§ **Exercise prompt**:
Going through the entries below, count each line containing the word "every". Report the number only.

§ **Supplied material**:

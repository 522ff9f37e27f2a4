use crate::cluster::HeartbeatProbe;
use crate::core::{Socket, Supervisor};
use crate::error::TaskmeshError;
use crate::tasks::{Task, TaskDispatch};
use crate::testkit::LogLevel;
use crate::{debug, info, trace, warn};
use chrono::Utc;
use hashbrown::HashMap;
use parking_lot::Mutex;
use serde::{Deserialize, Serialize};
use std::net::SocketAddr;
use std::sync::atomic::{AtomicU64, Ordering};
use std::sync::Arc;
use std::time::Duration;
use tokio::io::{AsyncBufReadExt, AsyncWriteExt, BufReader};
use tokio::net::{TcpListener, TcpStream};
use tokio::sync::mpsc::{unbounded_channel, UnboundedReceiver, UnboundedSender};
use tokio_util::sync::CancellationToken;

pub const LOG_LEVEL: LogLevel = LogLevel::Info;
const REGISTER_TIMEOUT: Duration = Duration::from_secs(10);

/// The task as a worker sees it.
#[derive(Clone, Debug, PartialEq, Eq, Serialize, Deserialize)]
pub struct TaskPayload {
  pub id: String,
  pub title: String,
  pub description: String,
  pub timestamp: u64,
}
impl From<&Task> for TaskPayload {
  fn from(task: &Task) -> Self {
    TaskPayload {
      id: task.id.clone(),
      title: task.title.clone(),
      description: task.description.clone(),
      timestamp: task.logical_timestamp,
    }
  }
}

/// One line of the worker protocol.
#[derive(Clone, Debug, PartialEq, Eq, Serialize, Deserialize)]
#[serde(tag = "tipo")]
pub enum WorkerMsg {
  #[serde(rename = "REGISTRO")]
  Register {
    #[serde(rename = "workerId")]
    worker_id: String,
  },
  #[serde(rename = "TAREFA")]
  Assign { tarefa: TaskPayload },
  #[serde(rename = "CONCLUSAO")]
  Completion {
    #[serde(rename = "workerId")]
    worker_id: String,
    #[serde(rename = "tarefaId")]
    task_id: String,
  },
  #[serde(rename = "HEARTBEAT")]
  Heartbeat { timestamp: i64 },
  #[serde(rename = "HEARTBEAT_RESPONSE")]
  HeartbeatResponse {
    #[serde(rename = "workerId", default)]
    worker_id: Option<String>,
    #[serde(default)]
    timestamp: i64,
  },
  #[serde(rename = "MUDANCA_ORQUESTRADOR")]
  LeaderChange {
    #[serde(rename = "novoOrquestradorId")]
    leader_id: String,
    #[serde(rename = "novoHost")]
    host: String,
    #[serde(rename = "novaPorta")]
    port: u16,
  },
  #[serde(rename = "DESCONEXAO")]
  Disconnect {
    #[serde(rename = "workerId")]
    worker_id: String,
  },
}
impl WorkerMsg {
  pub fn to_line(&self) -> Result<String, TaskmeshError> {
    Ok(serde_json::to_string(self)?)
  }
}

/// What the worker surface reports upward.
pub trait WorkerEvents: Send + Sync {
  fn registered(&self, worker_id: &str);
  fn completed(&self, worker_id: &str, task_id: &str);
  fn heartbeat(&self, worker_id: &str);
  /// The connection closed on its own or the worker said goodbye. Not called for connections
  /// dropped through [`WorkerLinks::drop_worker`].
  fn disconnected(&self, worker_id: &str);
}

struct Link {
  conn_id: u64,
  tx: UnboundedSender<String>,
  cancel: CancellationToken,
}

/// Outgoing halves of every registered worker connection.
#[derive(Default)]
pub struct WorkerLinks {
  links: Mutex<HashMap<String, Link>>,
  next_conn: AtomicU64,
}
impl WorkerLinks {
  pub fn new() -> Arc<WorkerLinks> {
    Arc::new(WorkerLinks::default())
  }

  fn attach(&self, worker_id: &str, tx: UnboundedSender<String>, cancel: CancellationToken) -> u64 {
    let conn_id = self.next_conn.fetch_add(1, Ordering::Relaxed);
    let old = self.links.lock().insert(worker_id.to_string(), Link { conn_id, tx, cancel });
    if let Some(old) = old {
      debug!(LOG_LEVEL, "worker {} reconnected, closing previous connection", worker_id);
      old.cancel.cancel();
    }
    conn_id
  }

  /// Removes the link if it still belongs to `conn_id`.
  fn detach(&self, worker_id: &str, conn_id: u64) -> bool {
    let mut links = self.links.lock();
    match links.get(worker_id) {
      Some(link) if link.conn_id == conn_id => {
        links.remove(worker_id);
        true
      }
      _ => false,
    }
  }

  pub fn send(&self, worker_id: &str, msg: &WorkerMsg) -> bool {
    let line = match msg.to_line() {
      Ok(line) => line,
      Err(e) => {
        warn!(LOG_LEVEL, "cannot encode line for {}: {}", worker_id, e);
        return false;
      }
    };
    match self.links.lock().get(worker_id) {
      Some(link) => link.tx.send(line).is_ok(),
      None => false,
    }
  }

  /// Sends `msg` to every connected worker; returns how many accepted it.
  pub fn broadcast(&self, msg: &WorkerMsg) -> usize {
    self.connected().iter().filter(|w| self.send(w, msg)).count()
  }

  /// Closes a worker's connection without raising a disconnect event.
  pub fn drop_worker(&self, worker_id: &str) -> bool {
    match self.links.lock().remove(worker_id) {
      Some(link) => {
        link.cancel.cancel();
        true
      }
      None => false,
    }
  }

  pub fn drop_all(&self) {
    for (_, link) in self.links.lock().drain() {
      link.cancel.cancel();
    }
  }

  pub fn connected(&self) -> Vec<String> {
    let mut ids = self.links.lock().keys().cloned().collect::<Vec<_>>();
    ids.sort();
    ids
  }

  pub fn count(&self) -> usize {
    self.links.lock().len()
  }
}
impl TaskDispatch for WorkerLinks {
  fn push_task(&self, worker_id: &str, task: &Task) -> bool {
    self.send(worker_id, &WorkerMsg::Assign { tarefa: TaskPayload::from(task) })
  }
}
impl HeartbeatProbe<String> for WorkerLinks {
  fn probe(&self, worker_id: &String) -> bool {
    self.send(worker_id, &WorkerMsg::Heartbeat { timestamp: Utc::now().timestamp_millis() })
  }
}

/// Builds the leader-change notice pushed to workers.
pub fn leader_change(leader_id: &str, endpoint: &Socket) -> WorkerMsg {
  WorkerMsg::LeaderChange {
    leader_id: leader_id.to_string(),
    host: endpoint.host.to_string(),
    port: endpoint.port,
  }
}

/// The worker-facing TCP listener.
pub struct WorkerListener {
  listener: TcpListener,
  local: SocketAddr,
}
impl WorkerListener {
  /// Failure here is fatal for a node that has to serve workers.
  pub async fn bind(addr: SocketAddr) -> Result<WorkerListener, TaskmeshError> {
    let listener =
      TcpListener::bind(addr).await.map_err(|source| TaskmeshError::Bind { addr, source })?;
    let local = listener.local_addr()?;
    info!(LOG_LEVEL, "worker listener bound on {}", local);
    Ok(WorkerListener { listener, local })
  }

  pub fn local_addr(&self) -> SocketAddr {
    self.local
  }

  /// Accepts connections until `token` is cancelled.
  pub async fn serve(
    self,
    links: Arc<WorkerLinks>,
    events: Arc<dyn WorkerEvents>,
    sup: Supervisor,
    token: CancellationToken,
  ) {
    loop {
      let accepted = tokio::select! {
        _ = token.cancelled() => break,
        accepted = self.listener.accept() => accepted,
      };
      match accepted {
        Ok((stream, peer)) => {
          trace!(LOG_LEVEL, "connection from {}", peer);
          let conn_token = token.child_token();
          sup.spawn(
            conn_token.clone(),
            connection(stream, peer, links.clone(), events.clone(), sup.clone(), conn_token),
          );
        }
        Err(e) => {
          debug!(LOG_LEVEL, "accept failed: {}", e);
          tokio::time::sleep(Duration::from_millis(50)).await;
        }
      }
    }
    debug!(LOG_LEVEL, "worker listener on {} stopped", self.local);
  }
}

async fn connection(
  stream: TcpStream,
  peer: SocketAddr,
  links: Arc<WorkerLinks>,
  events: Arc<dyn WorkerEvents>,
  sup: Supervisor,
  token: CancellationToken,
) {
  let (read, write) = stream.into_split();
  let mut lines = BufReader::new(read).lines();

  let worker_id = match tokio::time::timeout(REGISTER_TIMEOUT, lines.next_line()).await {
    Ok(Ok(Some(line))) => match serde_json::from_str::<WorkerMsg>(&line) {
      Ok(WorkerMsg::Register { worker_id }) if !worker_id.is_empty() => worker_id,
      _ => {
        debug!(LOG_LEVEL, "{} did not open with REGISTRO, closing", peer);
        return;
      }
    },
    _ => {
      debug!(LOG_LEVEL, "{} never registered", peer);
      return;
    }
  };

  let (tx, rx) = unbounded_channel();
  let conn_id = links.attach(&worker_id, tx, token.clone());
  sup.spawn(token.clone(), writer(write, rx));
  info!(LOG_LEVEL, "worker {} connected from {}", worker_id, peer);
  events.registered(&worker_id);

  loop {
    let line = tokio::select! {
      _ = token.cancelled() => break,
      line = lines.next_line() => line,
    };
    let line = match line {
      Ok(Some(line)) => line,
      Ok(None) => break,
      Err(e) => {
        debug!(LOG_LEVEL, "read from {} failed: {}", worker_id, e);
        break;
      }
    };
    if line.trim().is_empty() {
      continue;
    }
    match serde_json::from_str::<WorkerMsg>(&line) {
      Ok(WorkerMsg::Completion { task_id, .. }) => events.completed(&worker_id, &task_id),
      Ok(WorkerMsg::HeartbeatResponse { .. }) => events.heartbeat(&worker_id),
      Ok(WorkerMsg::Disconnect { .. }) => {
        info!(LOG_LEVEL, "worker {} disconnecting", worker_id);
        break;
      }
      Ok(other) => debug!(LOG_LEVEL, "ignoring {:?} from {}", other, worker_id),
      Err(e) => debug!(LOG_LEVEL, "bad line from {}: {}", worker_id, e),
    }
  }

  token.cancel();
  if links.detach(&worker_id, conn_id) {
    events.disconnected(&worker_id);
  }
}

async fn writer(mut write: tokio::net::tcp::OwnedWriteHalf, mut rx: UnboundedReceiver<String>) {
  while let Some(mut line) = rx.recv().await {
    line.push('\n');
    if let Err(e) = write.write_all(line.as_bytes()).await {
      debug!(LOG_LEVEL, "write to worker failed: {}", e);
      break;
    }
  }
  let _ = write.shutdown().await;
}

#[test]
fn test_line_format() {
  let line = WorkerMsg::Register { worker_id: "w1".to_string() }.to_line().unwrap();
  assert_eq!(line, r#"{"tipo":"REGISTRO","workerId":"w1"}"#);
  let done: WorkerMsg =
    serde_json::from_str(r#"{"tipo":"CONCLUSAO","workerId":"w1","tarefaId":"task-1-1"}"#).unwrap();
  assert_eq!(
    done,
    WorkerMsg::Completion { worker_id: "w1".to_string(), task_id: "task-1-1".to_string() }
  );
  let hb: WorkerMsg =
    serde_json::from_str(r#"{"tipo":"HEARTBEAT_RESPONSE","workerId":"w1","timestamp":9}"#).unwrap();
  assert!(matches!(hb, WorkerMsg::HeartbeatResponse { .. }));
  let notice = leader_change("b-1", &"10.0.0.2:8080".parse().unwrap()).to_line().unwrap();
  assert_eq!(
    notice,
    r#"{"tipo":"MUDANCA_ORQUESTRADOR","novoOrquestradorId":"b-1","novoHost":"10.0.0.2","novaPorta":8080}"#
  );
}

#[test]
fn test_task_line_shape() {
  let task = Task::new("task-1-1".to_string(), "A".to_string(), "d".to_string(), 4);
  let line = WorkerMsg::Assign { tarefa: TaskPayload::from(&task) }.to_line().unwrap();
  assert_eq!(
    line,
    r#"{"tipo":"TAREFA","tarefa":{"id":"task-1-1","title":"A","description":"d","timestamp":4}}"#
  );
}

#[tokio::test]
async fn test_bind_failure_is_reported() {
  let first = WorkerListener::bind("127.0.0.1:0".parse().unwrap()).await.unwrap();
  let taken = first.local_addr();
  match WorkerListener::bind(taken).await {
    Err(TaskmeshError::Bind { addr, .. }) => assert_eq!(addr, taken),
    other => panic!("expected bind error, got {:?}", other.map(|l| l.local_addr())),
  }
}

§ **Task response**:
2